Consider a complex function, with $z = x + iy$

$$f(z) = \frac{\cos(z)}{z^2 + 1}$$

Consider a contour $C$ on the top half of the axis, with top-semi-circle $B$, and the x-axis from $-R \to R$

We will consider:

$$\oint_{C} \frac{\cos(z)}{z^2 + 1} dz$$

Consider $z^2 + 1 = 0 \implies z = \pm i$

But because we consider the top half, only $z = i$ suffices.
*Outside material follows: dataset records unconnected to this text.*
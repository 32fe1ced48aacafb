//! Unicode-aware boxed tables for terminal output.
//!
//! Backs the `table` theme: a fixed set of column widths, a header row and
//! word-wrapped cells, drawn with box-drawing characters. Widths are measured
//! in terminal columns, so CJK characters and emoji count as two and ANSI
//! escape codes count as zero.
//!
//! ```rust
//! use beautifier_render::tabular::{display_width, pad_right, wrap};
//!
//! let padded = pad_right("Hello", 8);
//! assert_eq!(display_width(&padded), 8);
//!
//! let lines = wrap("hello world foo bar", 11);
//! assert_eq!(lines, vec!["hello world", "foo bar"]);
//! ```

mod decorator;
mod util;

pub use decorator::{BorderStyle, Cell, Table};
pub use util::{display_width, pad_right, wrap};
//! Shared holder for the active theme.

use std::sync::{PoisonError, RwLock};

use super::theme::{available_themes, Theme};

/// Holds the currently active [`Theme`].
///
/// Starts at [`Theme::Minimal`] unless constructed with
/// [`with_theme`](Self::with_theme). Changes are visible to the very next
/// format call of every formatter sharing this registry.
#[derive(Debug, Default)]
pub struct ThemeRegistry {
    active: RwLock<Theme>,
}

impl ThemeRegistry {
    /// Create a registry with the default theme.
    pub fn new() -> Self {
        Self::default()
    }

    /// Create a registry with a specific starting theme.
    pub fn with_theme(theme: Theme) -> Self {
        Self {
            active: RwLock::new(theme),
        }
    }

    /// Replace the active theme unconditionally.
    pub fn set_theme(&self, theme: Theme) {
        // A panic elsewhere cannot leave a Theme half-written, so poisoning is ignored.
        *self.active.write().unwrap_or_else(PoisonError::into_inner) = theme;
        log::debug!("console theme set to {}", theme);
    }

    /// The active theme.
    pub fn current_theme(&self) -> Theme {
        *self.active.read().unwrap_or_else(PoisonError::into_inner)
    }

    /// The themes a user may choose from, in presentation order.
    pub fn available_themes(&self) -> [Theme; 3] {
        available_themes()
    }
}
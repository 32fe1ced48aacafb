//! Error types for theme prompts.

/// Errors that can occur while asking the user for a theme.
#[derive(Debug, Clone, PartialEq, Eq, thiserror::Error)]
pub enum PromptError {
    /// There is no interactive terminal to ask on.
    #[error("No interactive terminal available to choose a theme.")]
    NotInteractive,

    /// User cancelled the prompt.
    #[error("Prompt cancelled by user.")]
    Cancelled,

    /// The answer did not name one of the offered themes.
    #[error("Invalid choice: {0}")]
    InvalidChoice(String),

    /// Interactive prompt failed.
    #[error("Prompt failed: {0}")]
    Failed(String),
}

impl PromptError {
    /// Create a failure from any displayable cause.
    pub fn failed(cause: impl std::fmt::Display) -> Self {
        Self::Failed(cause.to_string())
    }
}

#[cfg(test)]
mod tests {
    use super::*;

    #[test]
    fn error_display() {
        assert_eq!(
            PromptError::NotInteractive.to_string(),
            "No interactive terminal available to choose a theme."
        );
        assert_eq!(
            PromptError::failed("broken pipe").to_string(),
            "Prompt failed: broken pipe"
        );
        assert_eq!(
            PromptError::InvalidChoice("7".into()).to_string(),
            "Invalid choice: 7"
        );
    }
}
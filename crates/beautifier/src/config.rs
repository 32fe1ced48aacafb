//! Programmatic configuration.
//!
//! [`BeautifierConfig`] gathers everything needed to build a [`Console`] or a
//! [`BeautifierLogger`] in one place.
//!
//! ```
//! use beautifier::{BeautifierConfig, MemoryTarget, Theme};
//! use beautifier_render::LogKind;
//!
//! let target = MemoryTarget::new();
//! let console = BeautifierConfig::new()
//!     .theme(Theme::Emoji)
//!     .emoji(LogKind::Info, "💡")
//!     .fixed_time("10:00:00")
//!     .styling(false)
//!     .build(target.clone());
//!
//! console.info(&beautifier::args!["hi"]);
//! assert_eq!(target.texts(), vec!["[10:00:00] 💡 INFO hi"]);
//! ```

use std::sync::Arc;

use beautifier_render::tabular::BorderStyle;
use beautifier_render::{
    Clock, EmojiMap, FixedClock, LocalClock, LogKind, MessageFormatter, TableLayout, Theme,
    ThemeRegistry, DEFAULT_TIME_FORMAT,
};
use log::LevelFilter;

use crate::console::Console;
use crate::logger::BeautifierLogger;
use crate::target::LogTarget;

/// Builder for a configured [`Console`].
#[derive(Clone)]
pub struct BeautifierConfig {
    theme: Theme,
    registry: Option<Arc<ThemeRegistry>>,
    emoji: EmojiMap,
    layout: TableLayout,
    time_format: String,
    clock: Option<Arc<dyn Clock>>,
    styling: Option<bool>,
    level: LevelFilter,
}

impl Default for BeautifierConfig {
    fn default() -> Self {
        Self::new()
    }
}

impl BeautifierConfig {
    pub fn new() -> Self {
        Self {
            theme: Theme::default(),
            registry: None,
            emoji: EmojiMap::default(),
            layout: TableLayout::default(),
            time_format: DEFAULT_TIME_FORMAT.to_string(),
            clock: None,
            styling: None,
            level: LevelFilter::Trace,
        }
    }

    /// Initial theme of a freshly created registry.
    ///
    /// Ignored when [`registry`](Self::registry) supplies one.
    pub fn theme(mut self, theme: Theme) -> Self {
        self.theme = theme;
        self
    }

    /// Share an existing registry instead of creating one.
    pub fn registry(mut self, registry: Arc<ThemeRegistry>) -> Self {
        self.registry = Some(registry);
        self
    }

    /// Replace the whole emoji map.
    pub fn emoji_map(mut self, emoji: EmojiMap) -> Self {
        self.emoji = emoji;
        self
    }

    /// Override the emoji for one kind.
    pub fn emoji(mut self, kind: LogKind, emoji: impl Into<String>) -> Self {
        self.emoji = self.emoji.with(kind, emoji);
        self
    }

    pub fn table_layout(mut self, layout: TableLayout) -> Self {
        self.layout = layout;
        self
    }

    /// Set the three table column widths, padding included.
    pub fn column_widths(mut self, time: usize, kind: usize, message: usize) -> Self {
        self.layout.time_width = time;
        self.layout.type_width = kind;
        self.layout.message_width = message;
        self
    }

    pub fn border(mut self, border: BorderStyle) -> Self {
        self.layout.border = border;
        self
    }

    /// chrono `strftime` layout for timestamps.
    pub fn time_format(mut self, format: impl Into<String>) -> Self {
        self.time_format = format.into();
        self
    }

    /// Use a custom clock. Takes precedence over [`time_format`](Self::time_format).
    pub fn clock(mut self, clock: impl Clock + 'static) -> Self {
        self.clock = Some(Arc::new(clock));
        self
    }

    /// Stamp every message with the same time.
    pub fn fixed_time(self, time: impl Into<String>) -> Self {
        self.clock(FixedClock::new(time))
    }

    /// Force decoration on or off.
    pub fn styling(mut self, enabled: bool) -> Self {
        self.styling = Some(enabled);
        self
    }

    /// Minimum level passed by the logger built with [`build_logger`](Self::build_logger).
    pub fn level(mut self, level: LevelFilter) -> Self {
        self.level = level;
        self
    }

    /// Build the formatter described by this configuration.
    pub fn formatter(&self) -> MessageFormatter {
        let registry = self
            .registry
            .clone()
            .unwrap_or_else(|| Arc::new(ThemeRegistry::with_theme(self.theme)));

        let formatter = MessageFormatter::new(registry)
            .with_emoji_map(self.emoji.clone())
            .with_table_layout(self.layout)
            .with_styling(self.styling);

        match &self.clock {
            Some(clock) => {
                let clock = Arc::clone(clock);
                formatter.with_clock(move || clock.now())
            }
            None => formatter.with_clock(LocalClock::with_format(self.time_format.clone())),
        }
    }

    /// Patch `target` with the configured formatter.
    pub fn build(&self, target: impl LogTarget + 'static) -> Console {
        Console::patch(self.formatter(), target)
    }

    /// Build a `log` bridge writing to `target`. Call
    /// [`install`](BeautifierLogger::install) to make it global.
    pub fn build_logger(&self, target: impl LogTarget + 'static) -> BeautifierLogger {
        BeautifierLogger::new(self.build(target), self.level)
    }
}
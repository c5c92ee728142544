//! Resize behavior through the public `Raster` API, partitioned by ROI use
//! and interpolation mode.

use std::collections::HashSet;

use pixwarp_core::{InterpolationMode, PackedPixel, Raster, RasterError};

fn rgb(r: u8, g: u8, b: u8) -> u32 {
    PackedPixel::from_rgb(r, g, b).0
}

/// 4x4 gradient: red follows x, green follows y, blue is `x + y`.
fn gradient() -> Raster {
    let raw = (0..4u8)
        .flat_map(|y| (0..4u8).map(move |x| rgb(x * 10, y * 10, x + y)))
        .collect();
    let mut raster = Raster::from_raw(4, 4, raw).unwrap();
    raster.set_interpolation_method(InterpolationMode::Nearest);
    raster
}

fn value_set(raster: &Raster) -> HashSet<u32> {
    raster.pixels().to_raw().into_iter().collect()
}

#[test]
fn resize_does_not_mutate_source() {
    for mode in InterpolationMode::ALL {
        let mut raster = gradient();
        raster.set_interpolation_method(mode);
        let before = raster.pixels_copy();
        let _ = raster.resize(6, 6).unwrap();
        assert_eq!(raster.pixels(), &before, "{mode}");
    }
}

// --- No ROI, nearest ---

#[test]
fn same_size_without_roi_is_identity() {
    let raster = gradient();
    let out = raster.resize(4, 4).unwrap();
    assert_eq!((out.width(), out.height()), (4, 4));
    assert_eq!(out.pixels(), raster.pixels());
}

#[test]
fn downscale_picks_existing_pixels() {
    let raster = gradient();
    let out = raster.resize(2, 2).unwrap();
    assert_eq!((out.width(), out.height()), (2, 2));
    let source = value_set(&raster);
    assert!(value_set(&out).is_subset(&source));
}

#[test]
fn upscale_preserves_quadrant_blocks() {
    let red = rgb(255, 0, 0);
    let green = rgb(0, 255, 0);
    let blue = rgb(0, 0, 255);
    let yellow = rgb(255, 255, 0);

    let mut small = Raster::from_raw(2, 2, vec![red, green, blue, yellow]).unwrap();
    small.set_interpolation_method(InterpolationMode::Nearest);

    let out = small.resize(4, 4).unwrap().into_pixels().to_raw();
    assert_eq!(out.len(), 16);
    assert_eq!(
        out,
        vec![
            red, red, green, green, //
            red, red, green, green, //
            blue, blue, yellow, yellow, //
            blue, blue, yellow, yellow,
        ]
    );
}

#[test]
fn single_row_replicates_pixels() {
    let pixels = vec![rgb(10, 20, 30), rgb(40, 50, 60), rgb(70, 80, 90)];
    let mut line = Raster::from_raw(3, 1, pixels.clone()).unwrap();
    line.set_interpolation_method(InterpolationMode::Nearest);

    let out = line.resize(6, 1).unwrap();
    assert_eq!((out.width(), out.height()), (6, 1));
    assert_eq!(
        out.pixels().to_raw(),
        vec![pixels[0], pixels[0], pixels[1], pixels[1], pixels[2], pixels[2]]
    );
}

// --- ROI, nearest ---

#[test]
fn same_size_with_roi_equals_crop() {
    for mode in InterpolationMode::ALL {
        let mut raster = gradient();
        raster.set_interpolation_method(mode);
        raster.set_roi(1, 1, 2, 2);

        let out = raster.resize(2, 2).unwrap();
        assert_eq!(out.pixels(), raster.crop().pixels(), "{mode}");
    }
}

#[test]
fn roi_zoom_in_maps_corners() {
    let mut raster = gradient();
    raster.set_roi(1, 1, 2, 2);
    let roi = raster.crop().pixels_copy();

    let out = raster.resize(4, 4).unwrap();
    assert_eq!((out.width(), out.height()), (4, 4));
    assert_eq!(out.pixel(0, 0).unwrap(), roi.get(0, 0).unwrap());
    assert_eq!(out.pixel(3, 0).unwrap(), roi.get(1, 0).unwrap());
    assert_eq!(out.pixel(0, 3).unwrap(), roi.get(0, 1).unwrap());
    assert_eq!(out.pixel(3, 3).unwrap(), roi.get(1, 1).unwrap());
}

#[test]
fn roi_downscale_to_single_pixel() {
    let mut raster = gradient();
    raster.set_roi(1, 1, 2, 2);
    let out = raster.resize(1, 1).unwrap();
    assert_eq!(out.pixel(0, 0).unwrap(), raster.pixel(1, 1).unwrap());
}

#[test]
fn roi_nearest_never_reads_outside_roi() {
    let mut raster = gradient();
    raster.set_roi(1, 0, 2, 3);
    let allowed = value_set(&raster.crop());
    for (w, h) in [(1, 1), (3, 2), (5, 7), (2, 3)] {
        let out = raster.resize(w, h).unwrap();
        assert!(value_set(&out).is_subset(&allowed), "{w}x{h}");
    }
}

// --- No ROI, smoothing kernels ---

#[test]
fn bilinear_produces_new_values() {
    let mut raster = gradient();
    raster.set_interpolation_method(InterpolationMode::Bilinear);
    let out = raster.resize(6, 6).unwrap();
    assert_eq!((out.width(), out.height()), (6, 6));
    assert!(!value_set(&out).is_subset(&value_set(&raster)));
}

#[test]
fn bilinear_single_column_varies() {
    let mut line = Raster::from_raw(
        1,
        3,
        vec![rgb(10, 20, 30), rgb(40, 50, 60), rgb(70, 80, 90)],
    )
    .unwrap();
    line.set_interpolation_method(InterpolationMode::Bilinear);

    let out = line.resize(1, 6).unwrap().into_pixels().to_raw();
    assert_eq!(out.len(), 6);
    assert!(out.iter().any(|p| *p != out[0]));
}

#[test]
fn bicubic_output_size() {
    let mut raster = gradient();
    raster.set_interpolation_method(InterpolationMode::Bicubic);
    let out = raster.resize(7, 5).unwrap();
    assert_eq!((out.width(), out.height()), (7, 5));
    assert_eq!(out.pixels().len(), 35);
    assert_eq!(out.interpolation_method(), InterpolationMode::Bicubic);
}

// --- ROI, smoothing kernels ---

#[test]
fn roi_zoom_smoothing_differs_from_nearest() {
    let mut raster = gradient();
    raster.set_roi(1, 1, 2, 2);
    let nearest = raster.resize(6, 6).unwrap();

    for mode in [InterpolationMode::Bilinear, InterpolationMode::Bicubic] {
        raster.set_interpolation_method(mode);
        let smooth = raster.resize(6, 6).unwrap();
        assert_eq!((smooth.width(), smooth.height()), (6, 6));
        assert_ne!(smooth.pixels(), nearest.pixels(), "{mode}");
    }
}

#[test]
fn roi_zoom_smoothing_synthesizes_values() {
    let mut raster = gradient();
    raster.set_roi(1, 1, 2, 2);
    let roi_values = value_set(&raster.crop());

    for mode in [InterpolationMode::Bilinear, InterpolationMode::Bicubic] {
        raster.set_interpolation_method(mode);
        let out = raster.resize(6, 6).unwrap();
        assert!(!value_set(&out).is_subset(&roi_values), "{mode}");
    }
}

// --- Errors ---

#[test]
fn zero_target_is_rejected() {
    let raster = gradient();
    for (w, h) in [(0, 4), (4, 0), (0, 0)] {
        assert!(matches!(
            raster.resize(w, h),
            Err(RasterError::InvalidDimensions { .. })
        ));
    }
}

#[test]
fn off_raster_roi_falls_back_to_full() {
    let mut raster = gradient();
    raster.set_roi(10, 10, 3, 3);
    let out = raster.resize(4, 4).unwrap();
    assert_eq!(out.pixels(), raster.pixels());
}
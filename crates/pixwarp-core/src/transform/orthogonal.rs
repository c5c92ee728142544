//! Exact flips and quarter turns.
//!
//! These are pure pixel permutations: no kernel, no background, no values
//! synthesized. Quarter turns swap width and height.

use crate::buffer::PixelBuffer;

/// Mirror left-right in place.
pub fn flip_horizontal(buffer: &mut PixelBuffer) {
    let width = buffer.width() as usize;
    for row in buffer.as_mut_slice().chunks_exact_mut(width) {
        row.reverse();
    }
}

/// Mirror top-bottom in place.
pub fn flip_vertical(buffer: &mut PixelBuffer) {
    let width = buffer.width() as usize;
    let height = buffer.height() as usize;
    let data = buffer.as_mut_slice();
    for y in 0..height / 2 {
        let (top, bottom) = data.split_at_mut((height - 1 - y) * width);
        top[y * width..(y + 1) * width].swap_with_slice(&mut bottom[..width]);
    }
}

/// Rotate 90 degrees clockwise into a new `height x width` buffer.
pub fn rotate_right(buffer: &PixelBuffer) -> PixelBuffer {
    let (width, height) = (buffer.width(), buffer.height());
    let mut output = Vec::with_capacity(buffer.len());
    for y in 0..width {
        for x in 0..height {
            output.push(buffer.at(y, height - 1 - x));
        }
    }
    PixelBuffer::from_parts(height, width, output)
}

/// Rotate 90 degrees counter-clockwise into a new `height x width` buffer.
pub fn rotate_left(buffer: &PixelBuffer) -> PixelBuffer {
    let (width, height) = (buffer.width(), buffer.height());
    let mut output = Vec::with_capacity(buffer.len());
    for y in 0..width {
        for x in 0..height {
            output.push(buffer.at(width - 1 - y, x));
        }
    }
    PixelBuffer::from_parts(height, width, output)
}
$$\text{Res}_{z=i} f(z) = \lim_{z=i} (z-i) \cos(z)\cdot \frac{1}{(z-i)(z+i)}$$

$$= \frac{\cosh(1)}{2i}$$

Which implies due to the Residue theorem:

$$\oint_{C} \frac{\cos(z)}{z^2 + 1} dz = (2\pi i)\cdot \frac{\cosh(1)}{2i} = \pi\cosh(1) $$

Keeping in mind that:

$$\oint_{C} \frac{\cos(z)}{z^2 + 1} dz = \int_{-\infty}^{\infty} \frac{\cos(x)}{x^2 + 1} \,dx + \int_{B} \frac{\cos(z)}{z^2 + 1} dz = \pi\cosh(1)$$

But how do we evaluate:

$$\int_{B} \frac{\cos(z)}{z^2 + 1} dz$$

??
Thanks

 

[alyafey22]

We depend on the fact that the integral on the circle will go to zero as the diameter grows infinity. If we can't prove this then , you have to evaluate the integral on the circle , which I guess in this case will be difficult. Failing to establish that the integral vanishes on the circle suggests that the choice of the function to integrate was wrong. Actually, we avoid integrating the complex geometric functions because they are not bounded in the complex plain. So, we cannot prove that the integral vanishes on the circle. Actually we can NOT say that

$$|\cos(z)|<1 ; |\sin(z)|<1$$.

Actually , for this specific problem. We need to use the Jordan's lemma.
.

 

[Amad27]

We depend on the fact that the integral on the circle will go to zero as the diameter grows infinity. If we can't prove this then , you have to evaluate the integral on the circle , which I guess in this case will be difficult. Failing to establish that the integral vanishes on the circle suggests that the choice of the function to integrate was wrong. Actually, we avoid integrating the complex geometric functions because they are not bounded in the complex plain. So, we cannot prove that the integral vanishes on the circle. Actually we can NOT say that

$$|\cos(z)|<1 ; |\sin(z)|<1$$.

Actually , for this specific problem. We need to use the Jordan's lemma.
.

I don't know if you know about this method, but There is a method involving:

Re[$e^{iz}$] is $\cos(z)$

Because:

$e^{iz} = \cos(z) + i\sin(z)$

So the real part of that is $\cos(z)$

But then it is said that you can replace:

$$\frac{\cos(z)}{z^2 + 1} \rightarrow \frac{e^{iz}}{z^2 + 1}$$

Considering the top half of the plane.

What allows this? Because while it is true that:

Re[$e^{iz}$] = $\cos(z)$

It is not true that:

$$e^{iz} = \cos(z)$$

Idea?

 

[Euge]

Hello,

Evaluate:

$$\int_{0}^{\infty} \frac{\cos(x)}{x^2 + 1} dx$$

We know that because $f(x)$ is even:$$\int_{0}^{\infty} \frac{\cos(x)}{x^2 + 1} dx = \frac{1}{2} \cdot \int_{-\infty}^{\infty} \frac{\cos(x)}{x^2 + 1} dx$$

Consider a complex function, with $z = x + iy$

$$f(z) = \frac{\cos(z)}{z^2 + 1}$$

Consider a contour $C$ on the top half of the axis, with top-semi-circle $B$, and the x-axis from $-R \to R$

We will consider:

$$\oint_{C} \frac{\cos(z)}{z^2 + 1} dz$$

Consider $z^2 + 1 = 0 \implies z = \pm i$

But because we consider the top half, only $z = i$ suffices.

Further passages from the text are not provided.